Exhibit Focusing on Juvenile Incarceration Coming to CSUSB
“smallasaGIANT,” a traveling art exhibition that focuses on issues related to juvenile incarceration, will make a stop for about two months at Cal State San Bernardino’s Anthropology Museum, marking its debut.
The museum, housed on the third floor of the College of Social and Behavioral Sciences, will display “smallasaGIANT” from April 15 – June 15. CSUSB is the first of eight venues the exhibit’s creator, Ise Lyfe, will bring his work to, and the only university campus on the tour itinerary.
An opening reception is set for April 18.
“This is a statewide project, and as myself and team were looking for opportunities to lift up areas that are gems in the state, San Bernardino was high on the list,” Lyfe said. “Wherever you land on a social or political spectrum, juvenile justice and mass incarceration impact you in some way or another.
“I believe it is a human rights issue – and when I reflect on the strong labor, family, and education culture of this area, day to day humanity is obvious and apparent,” he said. “I’m proud that we are premiering here!”
The exhibit is a multi-media display of photos and other media that explore the lives and journeys of people who were sentenced to prison as adults before they turned 18.
As the exhibit’s website explains, “smallasaGIANT fuses a photography effort and exhibition with community forums held across California to expose the inhumanity and ineffectiveness of juvenile incarceration – particularly for long-term sentences. The project will pragmatically reveal in a provocative way the cruelty and ineffectiveness of juvenile incarceration, to galvanize people in a non-abstract, pointed way to participate in local and state efforts to reform the juvenile justice system. The aim of the project is to photograph young people who have been sentenced to more than 20 years in prison when they were under the age of 18 – now serving those sentences. …
“The core purpose of the entire project is to create a tangible tool and glaring statement through conceptual art that can be used to influence and empower voters, communities, politicians, and stakeholders to change the attitude, policies, and laws that fuel one of America’s most tragic and grotesque appendages: Locking children in prison for their entire lives.”
As part of the exhibit, Lyfe and the Anthropology Museum have put out a call to the university and the off-campus community to develop programs that would tie in with the exhibit, which aims to raise awareness of the issues related to incarcerating juveniles.
Some programs already planned include:
· “The House I Live In,” Screening and Discussion, April 4, 2 p.m., John M. Pfau Library, PL-5005;
· “Inside/Out: Reflections from a Formerly Incarcerated Prison Educator,” April 11, 4 p.m., Santos Manuel Student Union Fourplex;
· “Jane Elliot on Race and Racism,” April 18, noon, Santos Manuel Student Union Events Center.
The exhibition is also available to serve as a venue for hosting events to support community organizations and will arrange extended hours to accommodate group tours and meet-ups.

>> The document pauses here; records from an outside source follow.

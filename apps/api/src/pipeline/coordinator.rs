//! Background execution of screening runs.
//!
//! Nothing escapes a run: errors and panics alike are logged and the
//! application is parked in `waitResult` with an error evaluation.

use std::sync::Arc;

use tokio::task::JoinHandle;
use tracing::{error, info};
use uuid::Uuid;

use super::lifecycle::EvaluationOutcome;
use super::runner::{run_screening, PipelineError};
use crate::models::{ApplicationStatus, JobApplicationRow};
use crate::screening::CriteriaEvaluator;
use crate::store::{ScreeningStore, StoreError};

/// A request to screen one application.
#[derive(Debug, Clone, Copy)]
pub struct EvaluationJob {
    pub application_id: Uuid,
}

/// Owns the evaluator and fans screening runs out onto the runtime.
/// Submitting a job returns immediately; HTTP handlers never wait for the
/// model.
#[derive(Clone)]
pub struct ScreeningCoordinator {
    store: Arc<dyn ScreeningStore>,
    evaluator: Arc<dyn CriteriaEvaluator>,
    model: String,
    criteria: Vec<String>,
}

impl ScreeningCoordinator {
    pub fn new(
        store: Arc<dyn ScreeningStore>,
        evaluator: Arc<dyn CriteriaEvaluator>,
        model: impl Into<String>,
        criteria: Vec<String>,
    ) -> Self {
        Self {
            store,
            evaluator,
            model: model.into(),
            criteria,
        }
    }

    /// Spawn a screening run for `job`. The handle is returned for callers
    /// that need completion; handlers drop it.
    pub fn submit(&self, job: EvaluationJob) -> JoinHandle<()> {
        let coordinator = self.clone();
        tokio::spawn(async move { coordinator.run(job).await })
    }

    async fn run(&self, job: EvaluationJob) {
        let application = match self.store.application(job.application_id).await {
            Ok(Some(application)) => application,
            Ok(None) => {
                error!(
                    "Screening job references unknown application {}",
                    job.application_id
                );
                return;
            }
            Err(e) => {
                error!(
                    "Failed to load application {} for screening: {}",
                    job.application_id, e
                );
                return;
            }
        };

        // The screening body gets its own task: a panic in the evaluator,
        // extractor or store resolves to a JoinError here instead of
        // unwinding the submit task before anything is recorded.
        let coordinator = self.clone();
        let subject = application.clone();
        let screened = tokio::spawn(async move {
            run_screening(
                coordinator.store.as_ref(),
                coordinator.evaluator.as_ref(),
                &coordinator.model,
                &coordinator.criteria,
                &subject,
            )
            .await
        })
        .await;

        match screened {
            Ok(Ok(summary)) => {
                info!(
                    "Screening finished for application {}: average {:.1}, decision {:?}, status {:?}",
                    application.id, summary.average_score, summary.decision, summary.status
                );
            }
            Ok(Err(PipelineError::Store(StoreError::StatusConflict))) => {
                info!(
                    "Screening for application {} skipped, status moved on concurrently",
                    application.id
                );
            }
            Ok(Err(e)) => {
                error!("Screening failed for application {}: {}", application.id, e);
                self.record_failure(&application, &e.to_string()).await;
            }
            Err(join_err) => {
                error!(
                    "Screening task for application {} crashed: {}",
                    application.id, join_err
                );
                self.record_failure(&application, &format!("screening crashed: {join_err}"))
                    .await;
            }
        }
    }

    /// Park the application in `waitResult` with an error evaluation so
    /// reviewers can see why screening produced no scores.
    async fn record_failure(&self, application: &JobApplicationRow, reason: &str) {
        let outcome =
            EvaluationOutcome::from_failure(application.resume_version_id, &self.model, reason);
        if let Err(e) = self
            .store
            .record_outcome(application.id, &[ApplicationStatus::CvReview], &outcome)
            .await
        {
            error!(
                "Could not record screening failure for application {}: {}",
                application.id, e
            );
        }
    }
}

#[cfg(test)]
mod tests {
    use super::*;
    use crate::models::{ReqType, VacancyStatus};
    use crate::screening::{
        default_criteria, EvaluateError, EvaluationResult, ScoredCriterion, ERROR_CRITERION,
    };
    use crate::store::memory::MemoryStore;
    use crate::store::{NewApplication, NewResumeVersion};
    use async_trait::async_trait;
    use std::io::Write;

    struct FixedScores(&'static [(&'static str, u8)]);

    #[async_trait]
    impl CriteriaEvaluator for FixedScores {
        async fn evaluate(
            &self,
            _job_description: &str,
            _resume_text: &str,
            _criteria: &[String],
        ) -> Result<EvaluationResult, EvaluateError> {
            Ok(EvaluationResult::Scored(
                self.0
                    .iter()
                    .map(|(name, score)| ScoredCriterion {
                        name: name.to_string(),
                        score: *score,
                        strengths: vec![],
                        weaknesses: vec![],
                    })
                    .collect(),
            ))
        }
    }

    struct PanickingEvaluator;

    #[async_trait]
    impl CriteriaEvaluator for PanickingEvaluator {
        async fn evaluate(
            &self,
            _job_description: &str,
            _resume_text: &str,
            _criteria: &[String],
        ) -> Result<EvaluationResult, EvaluateError> {
            panic!("model adapter blew up");
        }
    }

    fn resume_file(text: &str) -> tempfile::TempPath {
        let mut file = tempfile::Builder::new().suffix(".txt").tempfile().unwrap();
        file.write_all(text.as_bytes()).unwrap();
        file.into_temp_path()
    }

    async fn seeded(store: &MemoryStore, resume_path: &str) -> JobApplicationRow {
        let vacancy = store.insert_vacancy(
            "Data Engineer",
            "Pipelines, SQL, orchestration.",
            VacancyStatus::Active,
        );
        let applicant = store.insert_applicant("Sam Okafor");
        let version = store
            .register_resume_version(NewResumeVersion {
                applicant_id: applicant.id,
                storage_path: resume_path.to_string(),
                content_hash: "hash".to_string(),
            })
            .await
            .unwrap();
        store
            .create_application(NewApplication {
                vacancy_id: vacancy.id,
                applicant_id: applicant.id,
                resume_version_id: version.id,
                contacts: None,
            })
            .await
            .unwrap()
    }

    fn coordinator(
        store: Arc<MemoryStore>,
        evaluator: Arc<dyn CriteriaEvaluator>,
    ) -> ScreeningCoordinator {
        ScreeningCoordinator::new(store, evaluator, "test-model", default_criteria())
    }

    #[tokio::test]
    async fn test_submit_screens_in_background() {
        let store = Arc::new(MemoryStore::new());
        let path = resume_file("Eight years of data engineering.");
        let application = seeded(&store, path.to_str().unwrap()).await;
        let coordinator = coordinator(
            store.clone(),
            Arc::new(FixedScores(&[("hard skills", 90), ("soft skills", 70)])),
        );

        let handle = coordinator.submit(EvaluationJob {
            application_id: application.id,
        });
        handle.await.unwrap();

        let reloaded = store.application(application.id).await.unwrap().unwrap();
        assert_eq!(reloaded.status, ApplicationStatus::Interview);
        assert_eq!(store.evaluations(application.id).await.unwrap().len(), 2);
    }

    #[tokio::test]
    async fn test_extraction_failure_parks_in_wait_result() {
        let store = Arc::new(MemoryStore::new());
        // Path that no test ever creates.
        let application = seeded(&store, "/nonexistent/resume.pdf").await;
        let coordinator = coordinator(store.clone(), Arc::new(FixedScores(&[("hard skills", 90)])));

        coordinator
            .submit(EvaluationJob {
                application_id: application.id,
            })
            .await
            .unwrap();

        let reloaded = store.application(application.id).await.unwrap().unwrap();
        assert_eq!(reloaded.status, ApplicationStatus::WaitResult);

        let evaluations = store.evaluations(application.id).await.unwrap();
        assert_eq!(evaluations.len(), 1);
        assert_eq!(evaluations[0].criterion, ERROR_CRITERION);
        assert!(evaluations[0].weaknesses[0].contains("extraction"));

        let events = store.events(application.id).await.unwrap();
        assert_eq!(events.len(), 1);
        assert_eq!(events[0].req_type, ReqType::Wait);
        assert_eq!(events[0].status, ApplicationStatus::WaitResult);
    }

    #[tokio::test]
    async fn test_evaluator_panic_parks_in_wait_result() {
        let store = Arc::new(MemoryStore::new());
        let path = resume_file("Nine years of platform work.");
        let application = seeded(&store, path.to_str().unwrap()).await;
        let coordinator = coordinator(store.clone(), Arc::new(PanickingEvaluator));

        let handle = coordinator.submit(EvaluationJob {
            application_id: application.id,
        });
        // The submit task itself must survive the panic.
        handle.await.unwrap();

        let reloaded = store.application(application.id).await.unwrap().unwrap();
        assert_eq!(reloaded.status, ApplicationStatus::WaitResult);

        let evaluations = store.evaluations(application.id).await.unwrap();
        assert_eq!(evaluations.len(), 1);
        assert_eq!(evaluations[0].criterion, ERROR_CRITERION);
        assert!(evaluations[0].weaknesses[0].contains("crashed"));

        let events = store.events(application.id).await.unwrap();
        assert_eq!(events.len(), 1);
        assert_eq!(events[0].req_type, ReqType::Wait);
        assert_eq!(events[0].status, ApplicationStatus::WaitResult);
    }

    #[tokio::test]
    async fn test_unknown_application_is_ignored() {
        let store = Arc::new(MemoryStore::new());
        let coordinator = coordinator(store, Arc::new(FixedScores(&[("hard skills", 90)])));

        coordinator
            .submit(EvaluationJob {
                application_id: Uuid::new_v4(),
            })
            .await
            .unwrap();
    }

    #[tokio::test]
    async fn test_completed_application_is_not_rescreened() {
        let store = Arc::new(MemoryStore::new());
        let path = resume_file("Eight years of data engineering.");
        let application = seeded(&store, path.to_str().unwrap()).await;
        let coordinator = coordinator(store.clone(), Arc::new(FixedScores(&[("hard skills", 90)])));
        let job = EvaluationJob {
            application_id: application.id,
        };

        coordinator.submit(job).await.unwrap();
        coordinator.submit(job).await.unwrap();

        let reloaded = store.application(application.id).await.unwrap().unwrap();
        assert_eq!(reloaded.status, ApplicationStatus::Interview);
        assert_eq!(store.evaluations(application.id).await.unwrap().len(), 1);
        assert_eq!(store.events(application.id).await.unwrap().len(), 1);
    }
}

The exhibit’s creator, Ise Lyfe, is an award-winning conceptual artist, justice advocate, author, spoken word artist and actor from Oakland.
Among his larger conceptual art projects was “Brighter That Blight,” a 2013 effort in which he transformed a blighted, condemned housing project in Oakland into a life-sized exhibition and artistic narrative on housing as a human right.
He has also served as a commissioner of Cultural Affairs for the city of Oakland, and in 2016, Lyfe helped launch the city’s Department of Race and Equity.